この二人も兄達と同じでまだ付き合ってはいない様子。別にそれは何も変なことでは無い。
だってこの二人はまだ中学生だから。ゆっくり関係を育んで行けばいと思うの。
だけど、やっぱり雰囲気がもうそれは恋人と言う感じで。もう付き合ってるんじゃないかって雰囲気を纏っている。
これは、若い2人の方が若い勢いで付き合っちゃうんじゃないの?

「宇奈月ちゃん、こんにちは」
「宇奈月先輩、お久しぶりです」

うーん、初々しい!そして瑞々しい!
あっち(元基とレイカ)とは違う若さ特有のキラキラで眩しい。

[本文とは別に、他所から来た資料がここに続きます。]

//! # REST Handlers
//!
//! Request and response types and the axum handler functions.

use crate::application::dto::EnrichedProposal;
use crate::application::error::ApplicationError;
use crate::application::services::ProposalListingService;
use crate::config::AppConfig;
use crate::domain::value_objects::ProviderId;
use crate::infrastructure::discovery::RegistryClient;
use crate::infrastructure::error::SourceResult;
use crate::infrastructure::quality::QualityOracleClient;
use axum::Json;
use axum::extract::{Query, State};
use axum::http::StatusCode;
use axum::response::{IntoResponse, Response};
use serde::{Deserialize, Serialize};
use std::sync::Arc;
use tracing::debug;

/// Query value that turns enrichment on.
const ENRICH_FLAG: &str = "true";

/// Shared state for all handlers.
#[derive(Debug, Clone)]
pub struct AppState {
    /// Listing pipeline.
    pub listing: ProposalListingService,
}

impl AppState {
    /// Creates state around an existing listing service.
    #[must_use]
    pub fn new(listing: ProposalListingService) -> Self {
        Self { listing }
    }

    /// Builds HTTP clients for both upstreams from configuration.
    ///
    /// # Errors
    ///
    /// Returns a `SourceError` if either client cannot be built.
    pub fn from_config(config: &AppConfig) -> SourceResult<Self> {
        let registry = RegistryClient::from_url(
            &config.discovery.base_url,
            config.discovery.timeout_ms,
        )?;
        let oracle = QualityOracleClient::from_url(
            &config.quality_oracle.base_url,
            config.quality_oracle.timeout_ms,
        )?;

        Ok(Self::new(ProposalListingService::new(
            Arc::new(registry),
            Arc::new(oracle),
        )))
    }
}

/// Query parameters of `GET /proposals`.
#[derive(Debug, Clone, Default, Deserialize)]
#[serde(rename_all = "camelCase")]
pub struct ProposalsParams {
    /// Provider filter; empty means none.
    pub provider_id: Option<String>,
    /// Enrichment flag; only the literal `true` enables it.
    pub fetch_connect_counts: Option<String>,
}

impl ProposalsParams {
    /// Returns the provider filter, treating an empty value as absent.
    #[must_use]
    pub fn provider(&self) -> Option<ProviderId> {
        self.provider_id
            .as_deref()
            .filter(|id| !id.is_empty())
            .map(ProviderId::from)
    }

    /// Returns true if enrichment was requested.
    #[must_use]
    pub fn with_metrics(&self) -> bool {
        self.fetch_connect_counts.as_deref() == Some(ENRICH_FLAG)
    }
}

/// Body of a successful `GET /proposals`.
#[derive(Debug, Clone, Serialize)]
pub struct ProposalsResponse {
    /// Listed proposals in registry order.
    pub proposals: Vec<EnrichedProposal>,
}

/// Error body.
#[derive(Debug, Clone, PartialEq, Eq, Serialize, Deserialize)]
pub struct ErrorResponse {
    /// Human-readable message.
    pub message: String,
}

/// Body of `GET /healthcheck`.
#[derive(Debug, Clone, PartialEq, Eq, Serialize, Deserialize)]
pub struct HealthResponse {
    /// Always `ok` when the process is serving.
    pub status: String,
    /// Crate version.
    pub version: String,
}

/// Error returned by handlers.
#[derive(Debug)]
pub struct ApiError {
    status: StatusCode,
    message: String,
}

impl ApiError {
    /// Returns the HTTP status.
    #[must_use]
    pub fn status(&self) -> StatusCode {
        self.status
    }
}

impl From<ApplicationError> for ApiError {
    fn from(error: ApplicationError) -> Self {
        Self {
            status: StatusCode::INTERNAL_SERVER_ERROR,
            message: error.to_string(),
        }
    }
}

impl IntoResponse for ApiError {
    fn into_response(self) -> Response {
        let body = ErrorResponse {
            message: self.message,
        };
        (self.status, Json(body)).into_response()
    }
}

/// `GET /proposals`
///
/// # Errors
///
/// Responds 500 with an [`ErrorResponse`] if the registry fails.
pub async fn list_proposals(
    State(state): State<Arc<AppState>>,
    Query(params): Query<ProposalsParams>,
) -> Result<Json<ProposalsResponse>, ApiError> {
    let provider = params.provider();
    let with_metrics = params.with_metrics();
    debug!(
        provider = provider.as_ref().map(ProviderId::as_str),
        with_metrics, "listing proposals"
    );

    let proposals = state.listing.list(provider.as_ref(), with_metrics).await?;
    Ok(Json(ProposalsResponse { proposals }))
}

/// `GET /healthcheck`
#[allow(clippy::unused_async)]
pub async fn health() -> Json<HealthResponse> {
    Json(HealthResponse {
        status: "ok".to_string(),
        version: env!("CARGO_PKG_VERSION").to_string(),
    })
}
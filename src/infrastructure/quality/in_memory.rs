//! # In-Memory Quality Source
//!
//! In-memory implementation of [`QualitySource`] for tests and local runs.

use crate::domain::entities::QualityRecord;
use crate::infrastructure::error::{SourceError, SourceResult};
use crate::infrastructure::quality::traits::QualitySource;
use async_trait::async_trait;
use std::sync::Arc;
use std::sync::atomic::{AtomicUsize, Ordering};
use tokio::sync::RwLock;

#[derive(Debug, Default)]
struct State {
    records: Vec<QualityRecord>,
    failure: Option<SourceError>,
}

/// In-memory implementation of [`QualitySource`].
///
/// Counts calls so tests can assert the oracle is not consulted when
/// enrichment is off.
#[derive(Debug, Clone, Default)]
pub struct InMemoryQualitySource {
    state: Arc<RwLock<State>>,
    calls: Arc<AtomicUsize>,
}

impl InMemoryQualitySource {
    /// Creates a source with no records.
    #[must_use]
    pub fn new() -> Self {
        Self::default()
    }

    /// Creates a source holding the given records.
    #[must_use]
    pub fn with_records(records: Vec<QualityRecord>) -> Self {
        Self {
            state: Arc::new(RwLock::new(State {
                records,
                failure: None,
            })),
            calls: Arc::new(AtomicUsize::new(0)),
        }
    }

    /// Creates a source whose every call fails with `error`.
    #[must_use]
    pub fn failing(error: SourceError) -> Self {
        Self {
            state: Arc::new(RwLock::new(State {
                records: Vec::new(),
                failure: Some(error),
            })),
            calls: Arc::new(AtomicUsize::new(0)),
        }
    }

    /// Replaces the stored records.
    pub async fn replace(&self, records: Vec<QualityRecord>) {
        self.state.write().await.records = records;
    }

    /// Arms or clears the injected failure.
    pub async fn set_failure(&self, failure: Option<SourceError>) {
        self.state.write().await.failure = failure;
    }

    /// Returns how many times `fetch_all` was called.
    #[must_use]
    pub fn calls(&self) -> usize {
        self.calls.load(Ordering::Relaxed)
    }
}

#[async_trait]
impl QualitySource for InMemoryQualitySource {
    async fn fetch_all(&self) -> SourceResult<Vec<QualityRecord>> {
        self.calls.fetch_add(1, Ordering::Relaxed);
        let state = self.state.read().await;
        match &state.failure {
            Some(error) => Err(error.clone()),
            None => Ok(state.records.clone()),
        }
    }
}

勿論あっちはあっちで大人の落ち着きがあっていいけどね!

「二人揃って、さてはデートね?」

お節介女子高生、宇奈月が世話を焼いちゃう!
付き合って無いのは知ってるけど、意識させてあげるわ。

「ブーーーーーッッ」
「やだ、浅沼くん。大丈夫?」
「浅沼ちゃんっ」

私のストレートな質問に、飲んでいたジュースを盛大にこぼしてしまった浅沼くん。
やだ、やっぱり可愛い!こんな事で動揺してる様じゃあ、まだまだね。

「ぼ、僕たち、そんなんじゃ……」
「そうそう、そんな関係じゃないって」

気を取り直した浅沼くんが慌てて否定。まこちゃんも被せるように否定してきた。残念。
浅沼くんはどこからどう見ても“まこと先輩の事、惚れてます”と言う感じ。
対するまこちゃんだって浅沼くんを見る顔は優しい。

「弟みたいなもんだよ、浅沼ちゃんは」

浅沼くんより一つだけ年上のまこちゃん。年下の子に告白して断る常套句を口にしていた。

「そうですよ!まこと先輩は、先輩です」

まこちゃんを“先輩”と言って慕っているからか、まこちゃんに弟と言われたことで壁を作ってしまった。
あら、これは私、お節介やり過ぎたかしら?

「えー、お似合いだと思うんだけどなぁ……」

そりゃあ女の方が年上で、体格もまこちゃんの方がいいから中々男としては見られないかもしれない。
けれど、例え女が年上で体格が良くてもそんなカップル幾らだっているんだから。試しに付き合ってみてもいいと思うのよね。

「いやぁ、そうかな?」
「参りましたね」

二人とも、見るからに動揺して戸惑っている。
やり過ぎはダメだから私はここで下がろうかな?

「じゃあ、後は若い二人で」

そんなに年は離れてないのに、何故だかおばさんみたいな言葉でその場を後にしてしまった。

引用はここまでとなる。